*** Opening INFORMATION SUPPLIED ***
//! Configuration System
//!
//! Handles loading configuration from files and environment variables.
//! Supports TOML config files and environment variable overrides.

use serde::Deserialize;
use std::path::{Path, PathBuf};

/// Main configuration structure
#[derive(Debug, Clone, Default, Deserialize)]
pub struct Config {
    #[serde(default)]
    pub source: SourceConfig,

    #[serde(default)]
    pub chart: ChartConfig,

    #[serde(default)]
    pub server: ServerConfig,

    #[serde(default)]
    pub logging: LoggingConfig,
}

/// Requests endpoint configuration
#[derive(Debug, Clone, Deserialize)]
pub struct SourceConfig {
    #[serde(default = "default_source_url")]
    pub url: String,

    /// Client timeout; unset means the request may wait indefinitely
    #[serde(default)]
    pub request_timeout_secs: Option<u64>,
}

/// Default requests endpoint
pub const DEFAULT_SOURCE_URL: &str = "https://checkinn.co/api/v1/int/requests";

fn default_source_url() -> String {
    DEFAULT_SOURCE_URL.to_string()
}

impl Default for SourceConfig {
    fn default() -> Self {
        Self {
            url: default_source_url(),
            request_timeout_secs: None,
        }
    }
}

/// Drawing surface configuration
#[derive(Debug, Clone, Copy, Deserialize)]
pub struct ChartConfig {
    #[serde(default = "default_chart_width")]
    pub width: u32,

    #[serde(default = "default_chart_height")]
    pub height: u32,
}

fn default_chart_width() -> u32 {
    600
}

fn default_chart_height() -> u32 {
    300
}

impl Default for ChartConfig {
    fn default() -> Self {
        Self {
            width: default_chart_width(),
            height: default_chart_height(),
        }
    }
}

/// Hosting server configuration
#[derive(Debug, Clone, Deserialize)]
pub struct ServerConfig {
    #[serde(default = "default_host")]
    pub host: String,

    #[serde(default = "default_port")]
    pub port: u16,
}

fn default_host() -> String {
    "0.0.0.0".to_string()
}

fn default_port() -> u16 {
    8086
}

impl Default for ServerConfig {
    fn default() -> Self {
        Self {
            host: default_host(),
            port: default_port(),
        }
    }
}

impl ServerConfig {
    /// Socket address string for binding
    pub fn addr(&self) -> String {
        format!("{}:{}", self.host, self.port)
    }
}

/// Logging configuration
#[derive(Debug, Clone, Deserialize)]
pub struct LoggingConfig {
    #[serde(default = "default_log_level")]
    pub level: String,

    #[serde(default = "default_log_format")]
    pub format: String,
}

fn default_log_level() -> String {
    "info".to_string()
}

fn default_log_format() -> String {
    "pretty".to_string()
}

impl Default for LoggingConfig {
    fn default() -> Self {
        Self {
            level: default_log_level(),
            format: default_log_format(),
        }
    }
}

impl Config {
    /// Load configuration from a file
    pub fn load(path: &Path) -> Result<Self, ConfigError> {
        let content = std::fs::read_to_string(path).map_err(|e| ConfigError::Io {
            path: path.to_path_buf(),
            error: e.to_string(),
        })?;

        Self::parse(&content).map_err(|error| ConfigError::Parse {
            path: path.to_path_buf(),
            error,
        })
    }

    fn parse(content: &str) -> Result<Self, String> {
        toml::from_str(content).map_err(|e| e.to_string())
    }

    /// Load configuration from environment variables only
    pub fn from_env() -> Self {
        let mut config = Config::default();
        config.apply_env_overrides();
        config
    }

    /// Load configuration with environment variable overrides
    pub fn load_with_env(path: &Path) -> Result<Self, ConfigError> {
        let mut config = Self::load(path)?;
        config.apply_env_overrides();
        Ok(config)
    }

    /// Load from default locations or environment
    pub fn load_default() -> Self {
        let config_paths = [
            dirs::config_dir().map(|p| p.join("checkinn-dashboard").join("config.toml")),
            Some(PathBuf::from("./config.toml")),
        ];

        for path_opt in config_paths.iter().flatten() {
            if path_opt.exists() {
                match Self::load_with_env(path_opt) {
                    Ok(config) => {
                        tracing::info!("Loaded config from {:?}", path_opt);
                        return config;
                    }
                    Err(e) => {
                        tracing::warn!("Failed to load config from {:?}: {}", path_opt, e);
                    }
                }
            }
        }

        tracing::info!("Using default config with environment overrides");
        Self::from_env()
    }

    /// Resolve the config for a binary: explicit path if given, default search otherwise
    pub fn resolve(path: Option<&Path>) -> Result<Self, ConfigError> {
        match path {
            Some(path) => Self::load_with_env(path),
            None => Ok(Self::load_default()),
        }
    }

    /// Apply environment variable overrides to an existing config
    fn apply_env_overrides(&mut self) {
        self.apply_overrides(|key| std::env::var(key).ok());
    }

    fn apply_overrides(&mut self, lookup: impl Fn(&str) -> Option<String>) {
        // Source overrides
        if let Some(url) = lookup("CHECKINN_SOURCE_URL") {
            self.source.url = url;
        }
        if let Some(timeout) = lookup("CHECKINN_REQUEST_TIMEOUT_SECS") {
            if let Ok(secs) = timeout.parse() {
                self.source.request_timeout_secs = Some(secs);
            }
        }

        // Server overrides
        if let Some(host) = lookup("CHECKINN_HOST") {
            self.server.host = host;
        }
        if let Some(port) = lookup("CHECKINN_PORT") {
            if let Ok(p) = port.parse() {
                self.server.port = p;
            }
        }

        // Logging overrides
        if let Some(level) = lookup("CHECKINN_LOG_LEVEL") {
            self.logging.level = level;
        }
        if let Some(format) = lookup("CHECKINN_LOG_FORMAT") {
            self.logging.format = format;
        }
    }
}

/// Configuration errors
#[derive(Debug, thiserror::Error)]
pub enum ConfigError {
    #[error("Failed to read config file {path:?}: {error}")]
    Io { path: PathBuf, error: String },

    #[error("Failed to parse config file {path:?}: {error}")]
    Parse { path: PathBuf, error: String },
}

/// Generate a default config file content
pub fn generate_default_config() -> String {
    r#"# CheckInn Dashboard Configuration
#
# Environment variables override these settings:
# - CHECKINN_SOURCE_URL
# - CHECKINN_REQUEST_TIMEOUT_SECS
# - CHECKINN_HOST
# - CHECKINN_PORT
# - CHECKINN_LOG_LEVEL
# - CHECKINN_LOG_FORMAT

[source]
# Endpoint returning { "requests": [...] }
url = "https://checkinn.co/api/v1/int/requests"

# Client timeout in seconds (unset: wait indefinitely)
# request_timeout_secs = 30

[chart]
# Drawing surface size in pixels
width = 600
height = 300

[server]
# Dashboard server host
host = "0.0.0.0"

# Dashboard server port
port = 8086

[logging]
# Log level: trace, debug, info, warn, error
level = "info"

# Log format: pretty (for development) or json (for production)
format = "pretty"
"#
    .to_string()
}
*** Closing INFORMATION SUPPLIED ***
From the records above, copy every line that includes the word "content".

        let content = std::fs::read_to_string(path).map_err(|e| ConfigError::Io {
        Self::parse(&content).map_err(|error| ConfigError::Parse {
    fn parse(content: &str) -> Result<Self, String> {
        toml::from_str(content).map_err(|e| e.to_string())
/// Generate a default config file content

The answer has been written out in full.